Per l’uomo che strinse un cavo elettrico attorno al collo della ex moglie, il pubblico ministero Pier Lorenzo Maggiorelli ha avanzato una richiesta di condanna a quattro anni e otto mesi di reclusione.
Lo riferisce il quotidiano La Prealpina – in un articolo di Massimiliano Martini – parlando del procedimento, che si svolge con rito abbreviato, nei confronti di un cittadino cingalese di 49 anni arrestato dai carabinieri di Luino lo scorso 25 novembre.
Nel corso dell’udienza il pm ha anche modificato parzialmente il capo di imputazione: l’accusa originaria di tentato omicidio è stata ridotta a lesioni aggravate dai futili motivi e dalla crudeltà. Rimangono invece invariate le altre due imputazioni a carico dell’uomo: maltrattamenti in famiglia e guida in stato di ebbrezza. Quando gli inquirenti lo fermarono, infatti, si trovava al volante dell’auto con cui stava andando a prendere la figlia, e presentava un tasso alcolemico molto elevato.
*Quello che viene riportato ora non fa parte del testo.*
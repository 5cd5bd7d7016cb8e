//! OpenAPI documentation configuration.
//!
//! [`ApiDoc`] registers every handler under `/api` plus the health probe,
//! the envelope and entity schemas, and the bearer security scheme used by
//! protected groups. The document backs Swagger UI (debug builds) and the
//! `openapi-dump` binary.

use utoipa::openapi::security::{HttpAuthScheme, HttpBuilder, SecurityScheme};
use utoipa::{Modify, OpenApi};

use crate::domain::ports::{CurrentUser, SignInOutcome};
use crate::domain::{
    ChannelView, ErrorCode, FieldError, Platform, Profile, SignInProvider, SignInUrl,
    WaitlistEntry,
};
use crate::inbound::http::auth::ProfileData;
use crate::inbound::http::envelope::ErrorEnvelope;
use crate::inbound::http::health::HealthStatus;
use crate::inbound::http::social::AuthUrlData;
use crate::inbound::http::waitlist::JoinWaitlistRequest;

/// Adds the `bearer` scheme referenced by protected operations.
struct SecurityAddon;

impl Modify for SecurityAddon {
    fn modify(&self, openapi: &mut utoipa::openapi::OpenApi) {
        let components = openapi
            .components
            .get_or_insert_with(utoipa::openapi::Components::default);

        let scheme = HttpBuilder::new()
            .scheme(HttpAuthScheme::Bearer)
            .description(Some("Access token issued by the identity provider."))
            .build();
        components.add_security_scheme("bearer", SecurityScheme::Http(scheme));
    }
}

/// OpenAPI document for the REST API.
#[derive(OpenApi)]
#[openapi(
    modifiers(&SecurityAddon),
    info(
        title = "Waitlist backend API",
        description = "Waitlist signup, profiles and Instagram channel linking."
    ),
    servers(
        (url = "/", description = "Relative to the deployment base URL")
    ),
    paths(
        crate::inbound::http::health::health,
        crate::inbound::http::waitlist::join_waitlist,
        crate::inbound::http::waitlist::list_entries,
        crate::inbound::http::users::list_users,
        crate::inbound::http::users::current_user,
        crate::inbound::http::auth::google_sign_in,
        crate::inbound::http::auth::auth_callback,
        crate::inbound::http::auth::get_profile,
        crate::inbound::http::social::instagram_auth_url,
        crate::inbound::http::social::instagram_auth_callback,
        crate::inbound::http::social::list_channels,
        crate::inbound::http::social::refresh_channel,
    ),
    components(schemas(
        ErrorEnvelope,
        ErrorCode,
        FieldError,
        HealthStatus,
        JoinWaitlistRequest,
        WaitlistEntry,
        Profile,
        CurrentUser,
        SignInProvider,
        SignInUrl,
        SignInOutcome,
        ProfileData,
        Platform,
        ChannelView,
        AuthUrlData,
    )),
    tags(
        (name = "health", description = "Readiness probe"),
        (name = "waitlist", description = "Public waitlist signup"),
        (name = "users", description = "Profiles and the current caller"),
        (name = "auth", description = "Identity-provider sign-in"),
        (name = "social", description = "Linked Instagram channels")
    )
)]
pub struct ApiDoc;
La vicenda affonda le radici in una serata di violenza che consumatasi in un’abitazione della Valtravaglia nella data simbolicamente più pesante possibile: il 25 novembre, Giornata internazionale per l’eliminazione della violenza contro le donne.
Intorno alle 17.45, il 49enne aveva aggredito la moglie nel corso di un litigio. In evidente stato di ebbrezza, l’aveva colpita dapprima ripetutamente al volto e poi aveva tentato di soffocarla con un cavo elettrico, prima di allontanarsi alla guida della propria auto ancora in stato di forte alterazione psicofisica. Secondo la ricostruzione della Prealpina, l’uomo pretendeva che la donna gli consegnasse del denaro e, di fronte al rifiuto, aveva telefonato a quello che, a suo dire, era l’amante della moglie, minacciando di ucciderla se l’altro non avesse pagato.
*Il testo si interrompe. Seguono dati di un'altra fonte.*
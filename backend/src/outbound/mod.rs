//! Outbound adapters implementing domain driven ports.
//!
//! - [`data_store`]: PostgREST repositories for waitlist, profiles, accounts
//!   and channels.
//! - [`identity`]: bearer-token verification and sign-in URLs.
//! - [`instagram`]: the Instagram business login flow.

pub mod data_store;
pub mod identity;
pub mod instagram;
Alla fine, di fronte alle urla della donna, il 49enne aveva mollato la presa, buttando a terra il cellulare e fuggendo via. La tempestiva segnalazione dei vicini di casa al 112 aveva consentito ai carabinieri della Compagnia di Luino e della Stazione di Marchirolo di intervenire in breve tempo, arrestando l’uomo al volante per poi procedere al ritiro della patente e al sequestro dell’auto dopo il risultato positivo all’alcoltest.
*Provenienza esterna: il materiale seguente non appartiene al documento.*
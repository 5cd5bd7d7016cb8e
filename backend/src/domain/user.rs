//! User-facing entities: identities, profiles and service accounts.
//!
//! `VerifiedIdentity` comes from the identity provider, `Profile` rows are
//! owned by the external data store and `Account` rows are this service's own
//! per-email record.

use std::fmt;
use std::str::FromStr;

use chrono::{DateTime, Utc};
use serde::{Deserialize, Serialize};
use serde_json::{Map, Value};
use utoipa::ToSchema;
use uuid::Uuid;

/// Validation errors returned by [`UserId::new`].
#[derive(Debug, Clone, PartialEq, Eq, thiserror::Error)]
pub enum UserValidationError {
    /// The identifier was empty once trimmed.
    #[error("user id must not be empty")]
    EmptyId,
    /// The identifier is not a UUID.
    #[error("user id must be a valid UUID")]
    InvalidId,
}

/// Identity-provider user identifier.
///
/// # Examples
/// ```
/// use waitlist_backend::domain::UserId;
///
/// let id = UserId::new("3fa85f64-5717-4562-b3fc-2c963f66afa6").expect("valid id");
/// assert_eq!(id.to_string(), "3fa85f64-5717-4562-b3fc-2c963f66afa6");
/// ```
#[derive(Debug, Clone, Copy, PartialEq, Eq, Hash, Serialize, Deserialize, ToSchema)]
#[serde(transparent)]
#[schema(value_type = String, format = "uuid")]
pub struct UserId(Uuid);

impl UserId {
    /// Parse an identifier from text.
    pub fn new(raw: impl AsRef<str>) -> Result<Self, UserValidationError> {
        let raw = raw.as_ref().trim();
        if raw.is_empty() {
            return Err(UserValidationError::EmptyId);
        }
        Uuid::parse_str(raw)
            .map(Self)
            .map_err(|_| UserValidationError::InvalidId)
    }

    /// Wrap an existing UUID.
    pub fn from_uuid(uuid: Uuid) -> Self {
        Self(uuid)
    }

    /// Borrow the inner UUID.
    pub fn as_uuid(&self) -> &Uuid {
        &self.0
    }
}

impl fmt::Display for UserId {
    fn fmt(&self, f: &mut fmt::Formatter<'_>) -> fmt::Result {
        fmt::Display::fmt(&self.0, f)
    }
}

impl FromStr for UserId {
    type Err = UserValidationError;

    fn from_str(s: &str) -> Result<Self, Self::Err> {
        Self::new(s)
    }
}

/// User returned by the identity provider for a verified bearer token.
#[derive(Debug, Clone, PartialEq, Serialize, Deserialize, ToSchema)]
pub struct VerifiedIdentity {
    /// Identity-provider user id.
    pub id: UserId,
    /// Primary email, absent for phone-only identities.
    #[serde(default)]
    pub email: Option<String>,
    /// Free-form metadata supplied by the sign-in provider.
    #[serde(default)]
    #[schema(value_type = Object)]
    pub user_metadata: Map<String, Value>,
}

impl VerifiedIdentity {
    fn metadata_str(&self, key: &str) -> Option<&str> {
        self.user_metadata.get(key).and_then(Value::as_str)
    }

    /// `full_name` from the provider metadata.
    pub fn full_name(&self) -> Option<&str> {
        self.metadata_str("full_name")
    }

    /// `avatar_url` from the provider metadata.
    pub fn avatar_url(&self) -> Option<&str> {
        self.metadata_str("avatar_url")
    }
}

/// Row of the external `profiles` table.
#[derive(Debug, Clone, PartialEq, Eq, Serialize, Deserialize, ToSchema)]
pub struct Profile {
    pub id: UserId,
    #[serde(default)]
    #[schema(example = "ada")]
    pub username: Option<String>,
    #[serde(default)]
    #[schema(example = "Ada Lovelace")]
    pub full_name: Option<String>,
    #[serde(default)]
    pub avatar_url: Option<String>,
    #[serde(default)]
    #[schema(example = "ada@example.com")]
    pub email: Option<String>,
    #[serde(default)]
    #[schema(value_type = Option<String>)]
    pub updated_at: Option<DateTime<Utc>>,
}

impl Profile {
    /// Profile derived from a freshly verified identity.
    ///
    /// The username defaults to the local part of the email address.
    pub fn from_identity(identity: &VerifiedIdentity) -> Self {
        let username = identity
            .email
            .as_deref()
            .and_then(|email| email.split('@').next())
            .filter(|local| !local.is_empty())
            .map(str::to_owned);
        Self {
            id: identity.id,
            username,
            full_name: identity.full_name().map(str::to_owned),
            avatar_url: identity.avatar_url().map(str::to_owned),
            email: identity.email.clone(),
            updated_at: None,
        }
    }
}

/// Service-owned row of the `users` table, keyed by email.
#[derive(Debug, Clone, PartialEq, Eq, Serialize, Deserialize)]
pub struct Account {
    pub id: Uuid,
    pub email: String,
    #[serde(default)]
    pub full_name: Option<String>,
    #[serde(default)]
    pub updated_at: Option<DateTime<Utc>>,
}

/// Caller resolved by the bearer middleware.
#[derive(Debug, Clone, PartialEq)]
pub struct AuthenticatedUser {
    identity: VerifiedIdentity,
    account: Account,
}

impl AuthenticatedUser {
    /// Pair a verified identity with its synchronised account.
    pub fn new(identity: VerifiedIdentity, account: Account) -> Self {
        Self { identity, account }
    }

    /// Identity-provider view of the caller.
    pub fn identity(&self) -> &VerifiedIdentity {
        &self.identity
    }

    /// Service account of the caller.
    pub fn account(&self) -> &Account {
        &self.account
    }
}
Come ricostruito lo scorso novembre, non era la prima volta che il 49enne finiva nei guai per condotte simili: risultava già condannato nel 2020 per analoghe violenze ai danni della moglie. In quell’occasione, risalente alla fine del novembre 2019, era stato arrestato in flagranza di reato e, dopo una misura cautelare in carcere di circa sei mesi, aveva patteggiato una pena di due anni di reclusione, scontata tra il 2023 e il 2024 con affidamento in prova ai servizi sociali. Era stato avviato anche un procedimento di espulsione e l’uomo era stato accompagnato presso il Centro di Permanenza per il Rimpatrio di Milano, ma il provvedimento non era stato reso eseguibile per la presenza di legami familiari regolari in Italia e per una successiva attività lavorativa documentata.
Tornando alla recente udienza al Tribunale di Varese, La Prealpina parla di posizioni divergenti registrate tra le parti in causa: la parte civile, rappresentata dall’avvocata Ivana Mombelli, ha ribadito la richiesta di condanna per tentato omicidio e sollecitato un risarcimento provvisionale di cinquemila euro in favore dell’ex moglie dell’imputato, mentre il difensore del 49enne, l’avvocata Elisa Benetazzo, ha invece chiesto l’assoluzione da tutti i reati contestati. Il giudice dell’udienza preliminare Marcello Buffa ha rinviato l’udienza all’8 ottobre, data in cui verrà pronunciata la sentenza.